ABOUT THIS EXERCISE :: Each line of the material holding the word "label" must be identified and copied.

━━━━

use std::fmt;

use chrono::{DateTime, NaiveDate, Utc};
use serde::{Deserialize, Serialize};
use ulid::Ulid;

pub type ReservationId = Ulid;

/// Integer minor currency units (cents).
pub type Money = u64;

#[derive(Debug, Clone, PartialEq, Eq, Hash, PartialOrd, Ord, Serialize, Deserialize)]
pub struct RoomId(pub String);

#[derive(Debug, Clone, PartialEq, Eq, Hash, PartialOrd, Ord, Serialize, Deserialize)]
pub struct GuestId(pub String);

impl From<&str> for RoomId {
    fn from(s: &str) -> Self {
        Self(s.to_string())
    }
}

impl From<&str> for GuestId {
    fn from(s: &str) -> Self {
        Self(s.to_string())
    }
}

impl fmt::Display for RoomId {
    fn fmt(&self, f: &mut fmt::Formatter<'_>) -> fmt::Result {
        f.write_str(&self.0)
    }
}

impl fmt::Display for GuestId {
    fn fmt(&self, f: &mut fmt::Formatter<'_>) -> fmt::Result {
        f.write_str(&self.0)
    }
}

/// Half-open date range `[check_in, check_out)`. The guest sleeps the nights
/// starting on `check_in` up to, but not including, `check_out`.
#[derive(Debug, Clone, Copy, PartialEq, Eq, Hash, Serialize, Deserialize)]
pub struct Stay {
    pub check_in: NaiveDate,
    pub check_out: NaiveDate,
}

impl Stay {
    pub fn new(check_in: NaiveDate, check_out: NaiveDate) -> Self {
        debug_assert!(check_in < check_out, "Stay check_in must be before check_out");
        Self { check_in, check_out }
    }

    pub fn nights(&self) -> i64 {
        (self.check_out - self.check_in).num_days()
    }

    pub fn overlaps(&self, other: &Stay) -> bool {
        self.check_in < other.check_out && other.check_in < self.check_out
    }

    /// True if the night starting on `date` is part of this stay.
    pub fn covers_night(&self, date: NaiveDate) -> bool {
        self.check_in <= date && date < self.check_out
    }
}

impl fmt::Display for Stay {
    fn fmt(&self, f: &mut fmt::Formatter<'_>) -> fmt::Result {
        write!(f, "[{}, {})", self.check_in, self.check_out)
    }
}

#[derive(Debug, Clone, Copy, PartialEq, Eq, Hash, Serialize, Deserialize)]
pub enum RoomType {
    Single,
    Double,
    Twin,
    Suite,
    Deluxe,
    Family,
}

#[derive(Debug, Clone, PartialEq, Eq, Serialize, Deserialize)]
pub struct Room {
    pub id: RoomId,
    pub room_type: RoomType,
    /// Max number of guests.
    pub capacity: u32,
    pub base_rate: Money,
    /// Inactive rooms are out of order: never available, never bookable.
    pub active: bool,
}

impl Room {
    pub fn new(id: impl Into<RoomId>, room_type: RoomType, capacity: u32, base_rate: Money) -> Self {
        Self {
            id: id.into(),
            room_type,
            capacity,
            base_rate,
            active: true,
        }
    }
}

impl From<String> for RoomId {
    fn from(s: String) -> Self {
        Self(s)
    }
}

#[derive(Debug, Clone, PartialEq, Eq, Serialize, Deserialize)]
pub struct Guest {
    pub id: GuestId,
    pub name: String,
    pub email: Option<String>,
    pub phone: Option<String>,
}

#[derive(Debug, Clone, Copy, PartialEq, Eq, Hash, Serialize, Deserialize)]
pub enum ReservationStatus {
    Pending,
    Confirmed,
    CheckedIn,
    CheckedOut,
    Cancelled,
}

impl ReservationStatus {
    /// Statuses that occupy the room and take part in the no-overlap invariant.
    pub fn is_blocking(self) -> bool {
        matches!(self, Self::Confirmed | Self::CheckedIn)
    }

    pub fn is_terminal(self) -> bool {
        matches!(self, Self::CheckedOut | Self::Cancelled)
    }

    pub fn label(self) -> &'static str {
        match self {
            Self::Pending => "pending",
            Self::Confirmed => "confirmed",
            Self::CheckedIn => "checked_in",
            Self::CheckedOut => "checked_out",
            Self::Cancelled => "cancelled",
        }
    }
}

impl fmt::Display for ReservationStatus {
    fn fmt(&self, f: &mut fmt::Formatter<'_>) -> fmt::Result {
        f.write_str(self.label())
    }
}

/// One audit entry. `from` is `None` for the creating transition.
#[derive(Debug, Clone, PartialEq, Eq, Serialize, Deserialize)]
pub struct Transition {
    pub from: Option<ReservationStatus>,
    pub to: ReservationStatus,
    pub at: DateTime<Utc>,
}

#[derive(Debug, Clone, PartialEq, Eq, Serialize, Deserialize)]
pub struct Reservation {
    pub id: ReservationId,
    pub room_id: RoomId,
    pub guest_id: GuestId,
    pub stay: Stay,
    pub party_size: u32,
    pub status: ReservationStatus,
    /// Bumped on every transition; the store rejects stale versions.
    pub version: u64,
    pub history: Vec<Transition>,
}

impl Reservation {
    pub fn pending(
        id: ReservationId,
        room_id: RoomId,
        guest_id: GuestId,
        stay: Stay,
        party_size: u32,
        at: DateTime<Utc>,
    ) -> Self {
        Self {
            id,
            room_id,
            guest_id,
            stay,
            party_size,
            status: ReservationStatus::Pending,
            version: 1,
            history: vec![Transition {
                from: None,
                to: ReservationStatus::Pending,
                at,
            }],
        }
    }

    /// True if this reservation holds the room for any night of `stay`.
    pub fn blocks(&self, stay: &Stay) -> bool {
        self.status.is_blocking() && self.stay.overlaps(stay)
    }
}

/// All reservations for one room, sorted by `stay.check_in`. Guarded by the
/// room's lock inside the engine.
#[derive(Debug, Clone)]
pub struct RoomLedger {
    pub room: Room,
    pub reservations: Vec<Reservation>,
}

impl RoomLedger {
    pub fn new(room: Room) -> Self {
        Self {
            room,
            reservations: Vec::new(),
        }
    }

    pub fn with_reservations(room: Room, mut reservations: Vec<Reservation>) -> Self {
        reservations.sort_by_key(|r| r.stay.check_in);
        Self { room, reservations }
    }

    pub fn get(&self, id: ReservationId) -> Option<&Reservation> {
        self.reservations.iter().find(|r| r.id == id)
    }

    /// Insert or replace by id, keeping sort order by check-in.
    pub fn upsert(&mut self, reservation: Reservation) {
        upsert_sorted(&mut self.reservations, reservation);
    }

    /// Reservations whose stay overlaps `query`, regardless of status.
    /// Uses binary search to skip reservations checking in at or after `query.check_out`.
    pub fn overlapping(&self, query: &Stay) -> impl Iterator<Item = &Reservation> {
        let right_bound = self
            .reservations
            .partition_point(|r| r.stay.check_in < query.check_out);
        self.reservations[..right_bound]
            .iter()
            .filter(move |r| r.stay.check_out > query.check_in)
    }

    /// First blocking reservation overlapping `stay`, ignoring `exclude`.
    pub fn first_conflict(&self, stay: &Stay, exclude: Option<ReservationId>) -> Option<&Reservation> {
        self.overlapping(stay)
            .find(|r| r.status.is_blocking() && Some(r.id) != exclude)
    }
}

/// Insert or replace by id in a list kept sorted by check-in.
pub fn upsert_sorted(reservations: &mut Vec<Reservation>, reservation: Reservation) {
    if let Some(pos) = reservations.iter().position(|r| r.id == reservation.id) {
        reservations.remove(pos);
    }
    let pos = reservations
        .binary_search_by_key(&reservation.stay.check_in, |r| r.stay.check_in)
        .unwrap_or_else(|e| e);
    reservations.insert(pos, reservation);
}

/// WAL record format. Every record carries the full latest state of one
/// entity, so replay is "last write wins" per id.
#[derive(Debug, Clone, PartialEq, Eq, Serialize, Deserialize)]
pub enum Event {
    RoomSaved { room: Room },
    GuestSaved { guest: Guest },
    ReservationSaved { reservation: Reservation },
}

// ── Query types ──────────────────────────────────────────────────

#[derive(Debug, Clone, Default, PartialEq, Eq)]
pub struct RoomFilter {
    pub room_type: Option<RoomType>,
    pub min_capacity: Option<u32>,
    pub include_inactive: bool,
}

impl RoomFilter {
    pub fn of_type(room_type: RoomType) -> Self {
        Self {
            room_type: Some(room_type),
            ..Self::default()
        }
    }

    pub fn matches(&self, room: &Room) -> bool {
        (self.include_inactive || room.active)
            && self.room_type.is_none_or(|t| t == room.room_type)
            && self.min_capacity.is_none_or(|c| room.capacity >= c)
    }
}

/// A snapshot of the inventory, sorted by room id, filtered lazily on each
/// iteration. Iterating again restarts from the first room.
#[derive(Debug, Clone)]
pub struct RoomList {
    rooms: Vec<Room>,
    filter: RoomFilter,
}

impl RoomList {
    pub fn new(mut rooms: Vec<Room>, filter: RoomFilter) -> Self {
        rooms.sort_by(|a, b| a.id.cmp(&b.id));
        Self { rooms, filter }
    }

    pub fn iter(&self) -> impl Iterator<Item = &Room> {
        self.rooms.iter().filter(|r| self.filter.matches(r))
    }
}

impl<'a> IntoIterator for &'a RoomList {
    type Item = &'a Room;
    type IntoIter = Box<dyn Iterator<Item = &'a Room> + 'a>;

    fn into_iter(self) -> Self::IntoIter {
        Box::new(self.iter())
    }
}

#[derive(Debug, Clone, Copy, PartialEq, Eq)]
pub struct Occupancy {
    pub date: NaiveDate,
    pub active_rooms: usize,
    pub occupied_rooms: usize,
}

━━━━

SOLVED PROBLEM ::
    pub fn label(self) -> &'static str {
        f.write_str(self.label())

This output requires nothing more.